The given system can be written as AX=B, where
$A=\left[\begin{array}{ccc}2& 1& 1\\ 2& -4& -2\\ 0& 3& -5\end{array}\right],X=\left[\begin{array}{c}x\\ y\\ z\end{array}\right]andB=\left[\begin{array}{c}1\\ 3\\ 9\end{array}\right]$
Here, $|A|=\left[\begin{array}{ccc}2& 1& 1\\ 2& -4& -2\\ 0& 3& -5\end{array}\right]=2(20+6)-1(-10-0)+1(6-0)=52+10+6=68\ne 0$
Thus, A is non-singular, Therefore, its inverse exists.
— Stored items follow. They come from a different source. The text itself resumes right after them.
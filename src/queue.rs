//! Fixed-capacity time-ordered event queue.
//!
//! Entries are kept sorted in descending time order in a flat array, so the
//! earliest entry always sits at the end and [`Queue::pop`] is O(1). Index 0
//! holds a sentinel with [`SimTime::never`], which terminates the insertion
//! scan without an empty-queue check.
//!
//! An entry either names a net or is the horizon marker (`None`) pushed by
//! the main loop to bound a `process_queue` call.

use crate::netlist::NetId;
use crate::time::SimTime;

/// A scheduled event.
#[derive(Debug, Clone, Copy, PartialEq, Eq)]
pub struct QueueEntry {
    /// When the event fires
    pub time: SimTime,
    /// Net to update, `None` for the stop-time marker
    pub net: Option<NetId>,
}

impl QueueEntry {
    pub fn new(time: SimTime, net: Option<NetId>) -> Self {
        Self { time, net }
    }
}

/// Sorted event queue with a fixed capacity.
#[derive(Debug, Clone)]
pub struct Queue {
    /// Entries in descending time order, sentinel at index 0
    list: Vec<QueueEntry>,
    capacity: usize,
}

impl Queue {
    /// Create a queue holding at most `capacity` pending entries.
    pub fn with_capacity(capacity: usize) -> Self {
        let mut list = Vec::with_capacity(capacity + 1);
        list.push(QueueEntry::new(SimTime::never(), None));
        Self { list, capacity }
    }

    pub fn capacity(&self) -> usize {
        self.capacity
    }

    /// Number of pending entries.
    pub fn len(&self) -> usize {
        self.list.len() - 1
    }

    pub fn is_empty(&self) -> bool {
        self.len() == 0
    }

    /// Insert an entry in time order.
    ///
    /// Entries with a time equal to an already queued one are placed after
    /// it and therefore pop first.
    ///
    /// # Panics
    ///
    /// Panics when the queue is full. Capacities are derived from the netlist
    /// at setup, so overflow is a sizing bug.
    pub fn push(&mut self, time: SimTime, net: Option<NetId>) {
        assert!(
            self.len() < self.capacity,
            "event queue overflow (capacity {})",
            self.capacity
        );
        // scan from the tail; the sentinel stops the loop
        let mut i = self.list.len();
        while self.list[i - 1].time < time {
            i -= 1;
        }
        self.list.insert(i, QueueEntry::new(time, net));
    }

    /// Remove and return the earliest entry.
    ///
    /// Popping an empty queue returns the sentinel (`never`, no net).
    pub fn pop(&mut self) -> QueueEntry {
        if self.list.len() > 1 {
            self.list.pop().unwrap_or(QueueEntry::new(SimTime::never(), None))
        } else {
            self.list[0]
        }
    }

    /// Earliest entry without removing it.
    pub fn top(&self) -> QueueEntry {
        self.list[self.list.len() - 1]
    }

    /// Drop any pending entry for `net`.
    pub fn remove(&mut self, net: NetId) {
        if let Some(pos) = self.list.iter().skip(1).rposition(|e| e.net == Some(net)) {
            self.list.remove(pos + 1);
        }
    }

    /// Move the pending entry for `net` to a new time.
    pub fn retime(&mut self, time: SimTime, net: NetId) {
        self.remove(net);
        self.push(time, Some(net));
    }

    /// Whether `net` currently has a pending entry.
    pub fn contains(&self, net: NetId) -> bool {
        self.list.iter().skip(1).any(|e| e.net == Some(net))
    }

    /// Drop all pending entries.
    pub fn clear(&mut self) {
        self.list.truncate(1);
    }

    /// Pending entries, earliest first.
    pub fn iter(&self) -> impl Iterator<Item = &QueueEntry> + '_ {
        self.list.iter().skip(1).rev()
    }

    /// Grow the capacity; existing entries are kept.
    pub fn reserve(&mut self, capacity: usize) {
        if capacity > self.capacity {
            self.list.reserve(capacity - self.capacity);
            self.capacity = capacity;
        }
    }
}

#[cfg(test)]
mod tests {
    use super::*;

    fn ns(t: u64) -> SimTime {
        SimTime::from_nsec(t)
    }

    #[test]
    fn test_pop_in_time_order() {
        let mut q = Queue::with_capacity(8);
        q.push(ns(30), Some(NetId(3)));
        q.push(ns(10), Some(NetId(1)));
        q.push(ns(20), Some(NetId(2)));

        assert_eq!(q.len(), 3);
        assert_eq!(q.top().net, Some(NetId(1)));
        assert_eq!(q.pop().net, Some(NetId(1)));
        assert_eq!(q.pop().net, Some(NetId(2)));
        assert_eq!(q.pop().net, Some(NetId(3)));
        assert!(q.is_empty());
    }

    #[test]
    fn test_equal_times_pop_lifo() {
        let mut q = Queue::with_capacity(8);
        q.push(ns(5), Some(NetId(1)));
        q.push(ns(5), Some(NetId(2)));
        q.push(ns(5), Some(NetId(3)));

        assert_eq!(q.pop().net, Some(NetId(3)));
        assert_eq!(q.pop().net, Some(NetId(2)));
        assert_eq!(q.pop().net, Some(NetId(1)));
    }

    #[test]
    fn test_empty_pop_returns_sentinel() {
        let mut q = Queue::with_capacity(1);
        let e = q.pop();
        assert!(e.time.is_never());
        assert_eq!(e.net, None);
    }

    #[test]
    fn test_remove_and_retime() {
        let mut q = Queue::with_capacity(8);
        q.push(ns(10), Some(NetId(1)));
        q.push(ns(20), Some(NetId(2)));
        q.remove(NetId(1));
        assert!(!q.contains(NetId(1)));
        assert_eq!(q.len(), 1);

        q.retime(ns(5), NetId(2));
        let e = q.pop();
        assert_eq!(e.time, ns(5));
        assert_eq!(e.net, Some(NetId(2)));
    }

    #[test]
    fn test_clear() {
        let mut q = Queue::with_capacity(4);
        q.push(ns(1), None);
        q.push(ns(2), Some(NetId(0)));
        q.clear();
        assert!(q.is_empty());
        assert!(q.top().time.is_never());
    }

    #[test]
    #[should_panic(expected = "event queue overflow")]
    fn test_overflow_is_fatal() {
        let mut q = Queue::with_capacity(1);
        q.push(ns(1), Some(NetId(0)));
        q.push(ns(2), Some(NetId(1)));
    }
}
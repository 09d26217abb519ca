//! Line-based preprocessor.
//!
//! Handles `#define`, `#undef`, `#ifdef`, `#ifndef`, `#if`, `#else` and
//! `#endif`. Directive lines and lines in disabled blocks are replaced by
//! empty lines so that line numbers in later diagnostics stay correct.
//! Defined names are substituted as whole words in enabled lines.

use std::collections::BTreeMap;

use crate::error::{NetlistError, Result};

#[derive(Debug, Clone, Copy)]
struct Block {
    /// Enclosing block is enabled
    parent: bool,
    /// This branch is enabled
    on: bool,
    seen_else: bool,
}

/// Preprocessor state for one source text.
#[derive(Debug, Clone)]
pub struct Preprocessor<'a> {
    origin: &'a str,
    defines: BTreeMap<String, String>,
    stack: Vec<Block>,
}

impl<'a> Preprocessor<'a> {
    pub fn new(origin: &'a str, defines: &BTreeMap<String, String>) -> Self {
        Self {
            origin,
            defines: defines.clone(),
            stack: Vec::new(),
        }
    }

    fn enabled(&self) -> bool {
        self.stack.last().map_or(true, |b| b.parent && b.on)
    }

    fn err(&self, line: usize, msg: impl Into<String>) -> NetlistError {
        NetlistError::parse(self.origin, line, msg)
    }

    /// Run over `text`; the result has the same number of lines.
    pub fn process(mut self, text: &str) -> Result<String> {
        let mut out = String::with_capacity(text.len());
        for (idx, line) in text.lines().enumerate() {
            let lineno = idx + 1;
            let trimmed = line.trim_start();
            if let Some(directive) = trimmed.strip_prefix('#') {
                self.directive(directive.trim(), lineno)?;
            } else if self.enabled() {
                out.push_str(&self.substitute(line));
            }
            out.push('\n');
        }
        if !self.stack.is_empty() {
            return Err(self.err(text.lines().count(), "missing #endif"));
        }
        Ok(out)
    }

    fn directive(&mut self, d: &str, line: usize) -> Result<()> {
        let (cmd, rest) = match d.split_once(char::is_whitespace) {
            Some((c, r)) => (c, r.trim()),
            None => (d, ""),
        };
        let enabled = self.enabled();
        match cmd {
            "define" if enabled => {
                if rest.is_empty() {
                    return Err(self.err(line, "#define without a name"));
                }
                let (name, value) = match rest.split_once(char::is_whitespace) {
                    Some((n, v)) => (n, v.trim()),
                    None => (rest, "1"),
                };
                self.defines.insert(name.to_string(), value.to_string());
            }
            "undef" if enabled => {
                self.defines.remove(rest);
            }
            "define" | "undef" => {}
            "ifdef" | "ifndef" | "if" => {
                let cond = match cmd {
                    "ifdef" => self.defines.contains_key(rest),
                    "ifndef" => !self.defines.contains_key(rest),
                    _ => self.eval(rest, line)?,
                };
                self.stack.push(Block {
                    parent: enabled,
                    on: cond,
                    seen_else: false,
                });
            }
            "else" => {
                let Some(top) = self.stack.last_mut() else {
                    return Err(self.err(line, "#else without #if"));
                };
                if top.seen_else {
                    return Err(self.err(line, "duplicate #else"));
                }
                top.seen_else = true;
                top.on = !top.on;
            }
            "endif" => {
                if self.stack.pop().is_none() {
                    return Err(self.err(line, "#endif without #if"));
                }
            }
            _ if !enabled => {}
            _ => return Err(self.err(line, format!("unknown directive '#{}'", cmd))),
        }
        Ok(())
    }

    /// `#if` takes a number or a defined name; non-zero is true.
    fn eval(&self, expr: &str, line: usize) -> Result<bool> {
        let text = self.substitute(expr);
        let text = text.trim();
        if let Ok(v) = text.parse::<f64>() {
            return Ok(v != 0.0);
        }
        if is_ident(text) {
            // undefined names evaluate to 0
            return Ok(false);
        }
        Err(self.err(line, format!("cannot evaluate '{}'", expr)))
    }

    fn substitute(&self, line: &str) -> String {
        if self.defines.is_empty() {
            return line.to_string();
        }
        let mut out = String::with_capacity(line.len());
        let mut word = String::new();
        let mut in_string = false;
        for c in line.chars() {
            if !in_string && (c.is_alphanumeric() || c == '_') {
                word.push(c);
                continue;
            }
            self.flush_word(&mut word, &mut out);
            if c == '"' {
                in_string = !in_string;
            }
            out.push(c);
        }
        self.flush_word(&mut word, &mut out);
        out
    }

    fn flush_word(&self, word: &mut String, out: &mut String) {
        if word.is_empty() {
            return;
        }
        match self.defines.get(word.as_str()) {
            Some(v) => out.push_str(v),
            None => out.push_str(word),
        }
        word.clear();
    }
}

fn is_ident(s: &str) -> bool {
    let mut chars = s.chars();
    matches!(chars.next(), Some(c) if c.is_alphabetic() || c == '_')
        && chars.all(|c| c.is_alphanumeric() || c == '_')
}

#[cfg(test)]
mod tests {
    use super::*;

    fn run(text: &str, defs: &[(&str, &str)]) -> Result<String> {
        let defines = defs
            .iter()
            .map(|(k, v)| (k.to_string(), v.to_string()))
            .collect();
        Preprocessor::new("test", &defines).process(text)
    }

    #[test]
    fn test_keeps_line_count() {
        let out = run("a\n#ifdef X\nb\n#else\nc\n#endif\nd", &[]).unwrap();
        assert_eq!(out, "a\n\n\n\nc\n\nd\n");
    }

    #[test]
    fn test_define_substitutes_whole_words() {
        let out = run("#define R 1k\nRES(R1, R)", &[]).unwrap();
        assert_eq!(out, "\nRES(R1, 1k)\n");
    }

    #[test]
    fn test_no_substitution_in_strings() {
        let out = run("NET_MODEL(\"X D\")\nX", &[("X", "Y")]).unwrap();
        assert_eq!(out, "NET_MODEL(\"X D\")\nY\n");
    }

    #[test]
    fn test_if_and_external_defines() {
        let out = run("#if FAST\nfast\n#else\nslow\n#endif", &[("FAST", "1")]).unwrap();
        assert_eq!(out, "\nfast\n\n\n\n");
        let out = run("#if FAST\nfast\n#endif", &[]).unwrap();
        assert_eq!(out, "\n\n\n");
    }

    #[test]
    fn test_nested_disabled_block() {
        let text = "#ifdef A\n#ifndef B\nx\n#endif\n#else\ny\n#endif";
        assert_eq!(run(text, &[]).unwrap(), "\n\n\n\n\ny\n\n");
    }

    #[test]
    fn test_unbalanced() {
        assert!(matches!(
            run("#ifdef A\nx", &[]),
            Err(NetlistError::ParseError { .. })
        ));
        assert!(matches!(
            run("#endif", &[]),
            Err(NetlistError::ParseError { line: 1, .. })
        ));
    }
}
Therefore, the given system is consistent and has a unique solution given by $X=A^{-1}B$.
cofactors of A are
$A_{11}=20+6=26,A_{12}=-(-10+0)=10,A_{13}=6+0=6A_{21}=-(-5-3)=8,A_{22}=-10-0=-10,A_{23}=-(6-0)=-6A_{31}=(-2+4)=2,A_{32}=-(-4-2)=6,A_{33}=-8-2=-10$

$adj\left(A\right)={\left[\begin{array}{ccc}26& 10& 6\\ 8& -10& -6\\ 2& 6& -10\end{array}\right]}^T=\left[\begin{array}{ccc}26& 8& 2\\ 10& -10& 6\\ 6& -6& -10\end{array}\right]$
$\therefore A^{-1}=\frac{1}{|a|}\left(adjA\right)=\frac{1}{68}\left[\begin{array}{ccc}26& 8& 2\\ 10& -10& 6\\ 6& -6& -10\end{array}\right]$
Now, $X=A^{-1}B\Rightarrow \left[\begin{array}{c}x\\ y\\ z\end{array}\right]=\frac{1}{68}\left[\begin{array}{ccc}26& 8& 2\\ 10& -10& 6\\ 6& -6& -10\end{array}\right]\left[\begin{array}{c}1\\ 3\\ 9\end{array}\right]$
$\Rightarrow \left[\begin{array}{c}x\\ y\\ z\end{array}\right]=\frac{1}{68}\left[\begin{array}{c}26+24+18\\ 10-30+54\\ 6-18-90\end{array}\right]=\frac{1}{68}\left[\begin{array}{c}68\\ 34\\ -102\end{array}\right]\Rightarrow \left[\begin{array}{c}x\\ y\\ z\end{array}\right]=\left[\begin{array}{c}1\\ \frac{1}{2}\\ \frac{-3}{2}\end{array}\right]$
Hence, $x=1,y=\frac{1}{2}$ and $z=\frac{-3}{2}$.